According to a Saturday report from the Daily Mail newspaper, the pair agreed the £2.9 billion ($4 billion) arrangement in September and were aiming to have finalized its completion by the end of March via a hearing before London’s Business and Property Courts. Such an understanding was to have purportedly given Caesars Entertainment Incorporated control over some 1,400 land-based betting shops spread across the United Kingdom as well as the online sportsbetting domains at WilliamHill.com and MrGreen.com.
Protesting pair:
However, this timeline has now reportedly been scuppered after a brace of American hedge fund investors wrote to William Hill’s board arguing that shareholders did not have enough information when they voted to approve the takeover in November.
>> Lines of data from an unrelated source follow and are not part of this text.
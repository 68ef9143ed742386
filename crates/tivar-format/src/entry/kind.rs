//! Entry kinds and the type id registry.

use std::collections::HashMap;
use std::fmt;
use std::sync::LazyLock;

use serde::Serialize;

/// Type id written by entries of unknown kind.
pub const GENERIC_TYPE_ID: u8 = 0xFF;

/// Concrete interpretation of an entry.
#[derive(Debug, Clone, Copy, PartialEq, Eq, Hash, Serialize)]
#[serde(rename_all = "snake_case")]
pub enum EntryKind {
    /// Uninterpreted record; the state before coercion.
    Generic,
    /// Function, parametric, polar or sequence equation.
    Equation,
    /// String variable.
    String,
    /// Program.
    Program,
    /// Edit-locked program.
    ProtectedProgram,
}

/// Per-kind rules.
#[derive(Debug)]
pub struct KindSpec {
    pub kind: EntryKind,
    /// Type id on disk. `None` for generic entries.
    pub type_id: Option<u8>,
    /// Extension suffix appended to the model's extension prefix.
    pub extension: &'static str,
    /// Data starts with a 2-byte length prefix.
    pub sized: bool,
    /// Data after the prefix is token bytes.
    pub tokenized: bool,
    /// Data section length of a fresh entry.
    pub min_data_length: usize,
    /// Default display name of a fresh entry.
    pub default_name: &'static str,
}

const fn text_kind(
    kind: EntryKind,
    type_id: u8,
    extension: &'static str,
    default_name: &'static str,
) -> KindSpec {
    KindSpec {
        kind,
        type_id: Some(type_id),
        extension,
        sized: true,
        tokenized: true,
        min_data_length: 2,
        default_name,
    }
}

static KINDS: [KindSpec; 5] = [
    KindSpec {
        kind: EntryKind::Generic,
        type_id: None,
        extension: "g",
        sized: false,
        tokenized: false,
        min_data_length: 0,
        default_name: "UNNAMED",
    },
    text_kind(EntryKind::Equation, 0x03, "y", "Y1"),
    text_kind(EntryKind::String, 0x04, "s", "Str1"),
    text_kind(EntryKind::Program, 0x05, "p", "UNNAMED"),
    text_kind(EntryKind::ProtectedProgram, 0x06, "p", "UNNAMED"),
];

/// Type id to kind lookup, built on first use and read-only afterwards.
///
/// Every kind is registered before the map is first read; there is no way
/// to register kinds at runtime.
static REGISTRY: LazyLock<HashMap<u8, EntryKind>> = LazyLock::new(|| {
    KINDS
        .iter()
        .filter_map(|spec| spec.type_id.map(|id| (id, spec.kind)))
        .collect()
});

impl EntryKind {
    /// Every kind, generic first.
    pub const ALL: [EntryKind; 5] = [
        Self::Generic,
        Self::Equation,
        Self::String,
        Self::Program,
        Self::ProtectedProgram,
    ];

    /// Registered kind for a type id.
    #[must_use]
    pub fn from_type_id(type_id: u8) -> Option<EntryKind> {
        REGISTRY.get(&type_id).copied()
    }

    /// Rules for this kind.
    #[must_use]
    pub fn spec(self) -> &'static KindSpec {
        let index = Self::ALL.iter().position(|k| *k == self).unwrap_or(0);
        &KINDS[index]
    }

    /// Type id written by fresh entries of this kind.
    #[must_use]
    pub fn type_id(self) -> u8 {
        self.spec().type_id.unwrap_or(GENERIC_TYPE_ID)
    }

    #[must_use]
    pub fn is_sized(self) -> bool {
        self.spec().sized
    }

    #[must_use]
    pub fn is_tokenized(self) -> bool {
        self.spec().tokenized
    }

    /// Protected programs are a distinct type id, not a flag.
    #[must_use]
    pub fn is_protected(self) -> bool {
        self == Self::ProtectedProgram
    }
}

impl fmt::Display for EntryKind {
    fn fmt(&self, f: &mut fmt::Formatter<'_>) -> fmt::Result {
        let name = match self {
            Self::Generic => "generic",
            Self::Equation => "equation",
            Self::String => "string",
            Self::Program => "program",
            Self::ProtectedProgram => "protected program",
        };
        f.write_str(name)
    }
}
HBK Capital Management and GWM Asset Management purportedly together own approximately 11% of the London-listed bookmaker’s issued share capital and have announced that they will now be contesting the envisioned merger.
Relaxed revelation:
The Financial Times newspaper used its own Tuesday report on the matter to explain that GWM Asset Management is claiming that the envisioned merger is ‘contrary to the spirit of the United Kingdom takeover code’ because the board at William Hill failed to disclose ‘potentially material’ details regarding the future prospects of its United States-facing business, William Hill US. The investor purportedly declared that the current merger deal would give Caesars Entertainment Incorporated the right to retain this lucrative enterprise should another party attempt to acquire any other portions of the British bookmaker.
Burgeoning potential:
Moreover, the hedge fund purportedly stated that it may have voted differently if it had been made aware of this information and that such an outcome could have resulted in William Hill being sold to another party for a higher price. The Financial Times reportedly disclosed that the value of gambling stocks has risen dramatically in the past few years following an uptick in online business during the coronavirus pandemic and the rapid growth of the market in the United States following the 2018 revocation of the previous prohibition tied to the Professional and Amateur Sports Protection Act (PASPA).
Sole selection:
For its part and HBK Capital Management reportedly stated that it had been led ‘to believe that no rival bid for William Hill would ever be possible’ despite last year’s failed £2.9 billion cash offer from global alternative investments firm Apollo Global Management Incorporated. It purportedly furthermore divulged that it is unhappy that the current arrangement would give Caesars Entertainment Corporation the ability to nominate the six outside ‘restricted acquirers’ eligible to buy the bookmaker’s non-United States interests.